Moving comment from last year here from #3102:

Also tagging @AndreaSanchezTapia here to represent the infrastructure requirements for the translation team who work on a fork of the repo for the translators.
Their governance at the WG level will look different as described here: https://the-turing-way.netlify.app/community-handbook/translation.html -- but can be used for reference to define the following:

  • Infra WG roles and responsibilities
    • Leads: who has the overview of what is happening, what is the priority
  • Dependency maintainers: All-contributors bot, netlify and Jupyter Book maintainers in TTW (supporting the transition to the new version)
  • Documentation building: Infrastructure documentation (such as the local deployment chapter by @arronlacey et al)
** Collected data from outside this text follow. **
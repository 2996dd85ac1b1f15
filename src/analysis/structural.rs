//! 结构分析：按类型统计弧，找出孤立节点，并给出连通性警告。
use std::collections::HashSet;

use serde::{Deserialize, Serialize};

use crate::net::{ArcKind, Net, PlaceId, TransitionId};

#[derive(Debug, Clone, Default, Serialize, Deserialize)]
#[serde(rename_all = "camelCase")]
pub struct StructuralReport {
    pub regular_arcs_count: usize,
    pub inhibitor_arcs_count: usize,
    pub bidirectional_arcs_count: usize,
    pub isolated_places_count: usize,
    pub isolated_transitions_count: usize,
    /// 不作为任何弧端点的库所
    pub isolated_places: Vec<PlaceId>,
    /// 不作为任何弧端点的迁移
    pub isolated_transitions: Vec<TransitionId>,
    pub warnings: Vec<String>,
    pub details: String,
}

impl StructuralReport {
    pub fn has_issues(&self) -> bool {
        !self.isolated_places.is_empty()
            || !self.isolated_transitions.is_empty()
            || !self.warnings.is_empty()
    }
}

pub fn perform_structural_analysis(net: &Net) -> StructuralReport {
    let mut report = StructuralReport::default();
    let mut endpoints: HashSet<&str> = HashSet::new();

    for arc in net.arcs.values() {
        match arc.kind() {
            ArcKind::Regular => report.regular_arcs_count += 1,
            ArcKind::Inhibitor => report.inhibitor_arcs_count += 1,
            ArcKind::Bidirectional => report.bidirectional_arcs_count += 1,
        }
        endpoints.insert(arc.incoming());
        endpoints.insert(arc.outgoing());
    }

    for place in net.places.values() {
        if !endpoints.contains(place.id.as_str()) {
            report.isolated_places.push(place.id.clone());
            continue;
        }
        // 只有 t → p 的普通/双向弧能向库所补充 token
        let produced = net.arcs.values().any(|arc| {
            arc.kind() != ArcKind::Inhibitor && arc.outgoing() == place.id.as_str()
        });
        if !produced && place.tokens() == 0 {
            report.warnings.push(format!(
                "Place {} has no producing arc and no initial tokens",
                place.id
            ));
        }
    }

    for transition in &net.transitions {
        if !endpoints.contains(transition.id.as_str()) {
            report.isolated_transitions.push(transition.id.clone());
            continue;
        }
        let has_input = net.arcs.values().any(|arc| arc.enters(&transition.id));
        if !has_input {
            report.warnings.push(format!(
                "Transition {} has no input arc and is always a source",
                transition.id
            ));
        }
    }

    report.isolated_places_count = report.isolated_places.len();
    report.isolated_transitions_count = report.isolated_transitions.len();
    report.details = format!(
        "Structural analysis: {} regular, {} inhibitor, {} bidirectional arcs. {} isolated places, {} isolated transitions.",
        report.regular_arcs_count,
        report.inhibitor_arcs_count,
        report.bidirectional_arcs_count,
        report.isolated_places_count,
        report.isolated_transitions_count
    );

    if report.has_issues() {
        for warning in &report.warnings {
            log::warn!("{}", warning);
        }
        if !report.isolated_places.is_empty() {
            log::warn!("isolated places: {:?}", report.isolated_places);
        }
        if !report.isolated_transitions.is_empty() {
            log::warn!("isolated transitions: {:?}", report.isolated_transitions);
        }
    }
    report
}

#[cfg(test)]
mod tests {
    use super::*;
    use crate::net::{Arc, Place, Transition};

    #[test]
    fn counts_arcs_and_isolated_nodes() {
        let mut net = Net::empty();
        net.add_place(Place::new("p1", 1));
        net.add_place(Place::new("p2", 0));
        net.add_place(Place::new("lonely", 0));
        net.add_transition(Transition::new("t1"));
        net.add_transition(Transition::new("idle"));
        net.add_arc(Arc::new(ArcKind::Regular, "a1", "p1", "t1"));
        net.add_arc(Arc::new(ArcKind::Regular, "a2", "t1", "p2"));
        net.add_arc(Arc::new(ArcKind::Inhibitor, "a3", "p2", "t1"));

        let report = perform_structural_analysis(&net);
        assert_eq!(report.regular_arcs_count, 2);
        assert_eq!(report.inhibitor_arcs_count, 1);
        assert_eq!(report.bidirectional_arcs_count, 0);
        assert_eq!(report.isolated_places, vec![PlaceId::from("lonely")]);
        assert_eq!(report.isolated_transitions, vec![TransitionId::from("idle")]);
        assert_eq!(
            report.details,
            "Structural analysis: 2 regular, 1 inhibitor, 0 bidirectional arcs. 1 isolated places, 1 isolated transitions."
        );
        assert!(report.warnings.is_empty());
    }

    #[test]
    fn warns_about_starved_places_and_source_transitions() {
        let mut net = Net::empty();
        net.add_place(Place::new("p1", 0));
        net.add_place(Place::new("p2", 0));
        net.add_transition(Transition::new("t1"));
        net.add_transition(Transition::new("gen"));
        net.add_arc(Arc::new(ArcKind::Regular, "a1", "p1", "t1"));
        net.add_arc(Arc::new(ArcKind::Regular, "a2", "gen", "p2"));

        let report = perform_structural_analysis(&net);
        assert!(report.has_issues());
        assert_eq!(report.warnings.len(), 2);
        assert!(report.warnings[0].starts_with("Place p1"));
        assert!(report.warnings[1].starts_with("Transition gen"));
    }

    #[test]
    fn empty_net() {
        let report = perform_structural_analysis(&Net::empty());
        assert!(!report.has_issues());
        assert_eq!(report.isolated_places_count, 0);
    }
}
  • Additional feature requests: Adding hypothes.is, Plausible (analytics), additional package -- although I think this may need to be compatible with the JupyterBook plans -- so how to make decisions for what features can be added
  • Issues and suggestion facilitator: When topics like these appear, who ensures that decisions are made: Swap from Netlify to ReadTheDocs #2481 <-- this should be CM (@aleesteele) in my opinion, who facilitates RfC (via GitHub issues and newsletter) when any recommendations are made by the working group
    etc. etc.
    Each role should have a clear pathway for how decisions within the WG are made, how community members are on-boarded in the work (which work) and the feedback process.
    I assume that you all have discussed this, and have provided details either in your meeting notes or survey response. Anne will be documenting this for the infra team (and other WGs) and coordinate with you all to get your feedback -- and hope that can go on the chapter that is being documented here.